Copy each line in the data that includes the word "path".

DATA SHOWN: Begin

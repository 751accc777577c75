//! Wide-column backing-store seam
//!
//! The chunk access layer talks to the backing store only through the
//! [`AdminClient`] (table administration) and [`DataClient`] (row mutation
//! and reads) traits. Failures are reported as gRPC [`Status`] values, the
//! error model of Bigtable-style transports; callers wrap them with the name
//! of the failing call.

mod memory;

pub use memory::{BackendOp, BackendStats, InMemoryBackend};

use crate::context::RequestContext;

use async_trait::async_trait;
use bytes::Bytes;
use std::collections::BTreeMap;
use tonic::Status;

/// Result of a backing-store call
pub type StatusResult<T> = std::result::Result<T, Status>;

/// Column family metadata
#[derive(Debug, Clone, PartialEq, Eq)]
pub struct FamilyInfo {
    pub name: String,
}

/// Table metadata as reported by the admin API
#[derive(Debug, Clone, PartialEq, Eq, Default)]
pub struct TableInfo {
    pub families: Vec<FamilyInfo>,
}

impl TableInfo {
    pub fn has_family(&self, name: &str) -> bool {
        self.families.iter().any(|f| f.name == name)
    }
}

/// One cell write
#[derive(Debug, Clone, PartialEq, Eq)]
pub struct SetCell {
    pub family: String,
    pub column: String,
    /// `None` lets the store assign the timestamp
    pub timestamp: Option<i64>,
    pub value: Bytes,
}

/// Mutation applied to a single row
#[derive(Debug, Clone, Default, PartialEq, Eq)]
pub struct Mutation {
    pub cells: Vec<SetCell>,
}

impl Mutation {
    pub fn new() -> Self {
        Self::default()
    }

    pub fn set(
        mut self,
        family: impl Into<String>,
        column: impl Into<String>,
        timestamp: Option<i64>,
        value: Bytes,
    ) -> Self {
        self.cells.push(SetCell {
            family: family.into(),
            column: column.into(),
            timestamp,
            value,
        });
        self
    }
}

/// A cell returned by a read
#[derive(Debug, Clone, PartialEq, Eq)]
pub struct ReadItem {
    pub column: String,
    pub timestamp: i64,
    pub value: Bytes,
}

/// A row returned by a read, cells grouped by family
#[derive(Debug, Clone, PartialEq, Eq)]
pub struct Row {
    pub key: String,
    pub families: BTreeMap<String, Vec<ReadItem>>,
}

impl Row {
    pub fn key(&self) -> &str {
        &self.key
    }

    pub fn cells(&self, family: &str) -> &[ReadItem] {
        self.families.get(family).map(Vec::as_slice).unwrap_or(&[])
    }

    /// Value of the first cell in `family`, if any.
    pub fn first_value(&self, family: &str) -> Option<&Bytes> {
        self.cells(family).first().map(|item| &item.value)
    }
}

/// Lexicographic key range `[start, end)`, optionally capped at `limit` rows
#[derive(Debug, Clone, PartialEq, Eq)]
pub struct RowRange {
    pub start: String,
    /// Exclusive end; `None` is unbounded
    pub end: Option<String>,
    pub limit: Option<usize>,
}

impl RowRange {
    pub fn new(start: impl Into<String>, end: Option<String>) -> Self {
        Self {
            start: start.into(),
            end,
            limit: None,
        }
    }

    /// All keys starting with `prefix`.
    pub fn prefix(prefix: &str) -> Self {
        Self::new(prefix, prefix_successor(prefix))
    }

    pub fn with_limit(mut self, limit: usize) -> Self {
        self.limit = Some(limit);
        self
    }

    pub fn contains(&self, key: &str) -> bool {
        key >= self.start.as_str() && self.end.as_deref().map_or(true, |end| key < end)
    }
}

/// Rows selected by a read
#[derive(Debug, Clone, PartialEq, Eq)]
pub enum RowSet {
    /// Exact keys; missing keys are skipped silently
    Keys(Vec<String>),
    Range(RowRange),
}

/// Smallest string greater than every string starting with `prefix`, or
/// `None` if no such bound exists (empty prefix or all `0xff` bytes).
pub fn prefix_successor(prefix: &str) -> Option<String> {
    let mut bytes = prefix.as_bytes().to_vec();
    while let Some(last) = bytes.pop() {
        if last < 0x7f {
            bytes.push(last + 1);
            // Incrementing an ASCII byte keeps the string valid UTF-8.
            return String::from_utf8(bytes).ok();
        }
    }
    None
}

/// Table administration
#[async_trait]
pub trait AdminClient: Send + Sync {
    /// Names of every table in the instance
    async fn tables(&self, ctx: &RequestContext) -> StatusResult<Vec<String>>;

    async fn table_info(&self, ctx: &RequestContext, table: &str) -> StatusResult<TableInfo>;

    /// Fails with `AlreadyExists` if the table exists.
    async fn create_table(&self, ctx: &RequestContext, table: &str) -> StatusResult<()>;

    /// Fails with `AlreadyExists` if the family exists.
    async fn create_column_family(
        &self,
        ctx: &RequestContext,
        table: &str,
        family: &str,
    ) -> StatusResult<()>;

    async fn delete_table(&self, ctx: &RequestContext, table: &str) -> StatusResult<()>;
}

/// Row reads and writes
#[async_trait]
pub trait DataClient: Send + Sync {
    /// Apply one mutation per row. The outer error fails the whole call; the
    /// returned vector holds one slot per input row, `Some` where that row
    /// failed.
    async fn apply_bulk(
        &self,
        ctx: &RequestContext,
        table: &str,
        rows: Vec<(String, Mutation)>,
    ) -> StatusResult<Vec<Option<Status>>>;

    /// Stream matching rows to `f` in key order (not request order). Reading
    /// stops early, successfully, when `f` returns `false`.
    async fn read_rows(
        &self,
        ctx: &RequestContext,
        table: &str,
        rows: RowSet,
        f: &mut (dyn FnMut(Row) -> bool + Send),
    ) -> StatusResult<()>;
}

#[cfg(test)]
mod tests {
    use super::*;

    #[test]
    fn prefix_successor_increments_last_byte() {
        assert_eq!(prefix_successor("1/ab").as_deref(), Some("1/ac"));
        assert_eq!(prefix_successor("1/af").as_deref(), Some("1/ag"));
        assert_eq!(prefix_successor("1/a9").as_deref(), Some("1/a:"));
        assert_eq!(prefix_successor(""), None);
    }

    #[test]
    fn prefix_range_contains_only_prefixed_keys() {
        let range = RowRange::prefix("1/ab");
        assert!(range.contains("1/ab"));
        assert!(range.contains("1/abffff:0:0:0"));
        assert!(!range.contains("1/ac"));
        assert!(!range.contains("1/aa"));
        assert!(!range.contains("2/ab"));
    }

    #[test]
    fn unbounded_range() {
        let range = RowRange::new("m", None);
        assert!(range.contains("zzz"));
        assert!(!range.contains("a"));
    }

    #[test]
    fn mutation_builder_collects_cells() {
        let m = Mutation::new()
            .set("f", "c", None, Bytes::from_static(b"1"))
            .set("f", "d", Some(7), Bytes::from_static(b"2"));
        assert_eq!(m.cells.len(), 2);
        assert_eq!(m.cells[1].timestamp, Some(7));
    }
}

DATA SHOWN: End
DATA SHOWN: Begin

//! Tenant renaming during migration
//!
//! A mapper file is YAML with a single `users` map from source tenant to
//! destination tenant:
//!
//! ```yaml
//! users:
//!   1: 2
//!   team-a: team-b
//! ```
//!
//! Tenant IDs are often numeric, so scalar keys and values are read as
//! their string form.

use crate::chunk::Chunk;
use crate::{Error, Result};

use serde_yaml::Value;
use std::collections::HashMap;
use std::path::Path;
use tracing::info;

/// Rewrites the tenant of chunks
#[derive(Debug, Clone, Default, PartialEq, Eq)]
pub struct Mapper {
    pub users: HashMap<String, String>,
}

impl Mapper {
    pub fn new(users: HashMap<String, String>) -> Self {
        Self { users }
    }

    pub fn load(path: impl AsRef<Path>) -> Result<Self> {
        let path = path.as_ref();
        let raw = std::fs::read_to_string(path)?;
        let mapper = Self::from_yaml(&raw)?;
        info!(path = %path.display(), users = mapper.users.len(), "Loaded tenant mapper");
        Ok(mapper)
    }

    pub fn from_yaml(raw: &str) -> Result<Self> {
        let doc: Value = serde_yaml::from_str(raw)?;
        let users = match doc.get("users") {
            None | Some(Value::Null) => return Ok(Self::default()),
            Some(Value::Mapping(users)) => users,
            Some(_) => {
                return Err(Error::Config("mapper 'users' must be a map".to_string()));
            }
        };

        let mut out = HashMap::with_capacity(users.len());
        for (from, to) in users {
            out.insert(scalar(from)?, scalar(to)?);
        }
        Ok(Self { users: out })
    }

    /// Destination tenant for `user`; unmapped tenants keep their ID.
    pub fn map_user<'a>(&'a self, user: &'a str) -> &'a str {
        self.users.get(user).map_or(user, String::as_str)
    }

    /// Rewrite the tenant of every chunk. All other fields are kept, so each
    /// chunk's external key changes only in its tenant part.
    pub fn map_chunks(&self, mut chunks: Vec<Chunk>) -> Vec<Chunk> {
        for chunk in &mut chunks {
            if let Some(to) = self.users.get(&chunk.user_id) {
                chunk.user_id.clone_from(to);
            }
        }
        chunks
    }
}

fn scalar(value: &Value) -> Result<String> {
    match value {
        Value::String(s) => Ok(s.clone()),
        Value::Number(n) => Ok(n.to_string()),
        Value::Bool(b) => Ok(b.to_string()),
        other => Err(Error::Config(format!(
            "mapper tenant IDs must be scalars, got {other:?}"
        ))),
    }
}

DATA SHOWN: End

■ **EXPECTED ANSWER**
use std::path::Path;
    pub fn load(path: impl AsRef<Path>) -> Result<Self> {
        let path = path.as_ref();
        let raw = std::fs::read_to_string(path)?;
        info!(path = %path.display(), users = mapper.users.len(), "Loaded tenant mapper");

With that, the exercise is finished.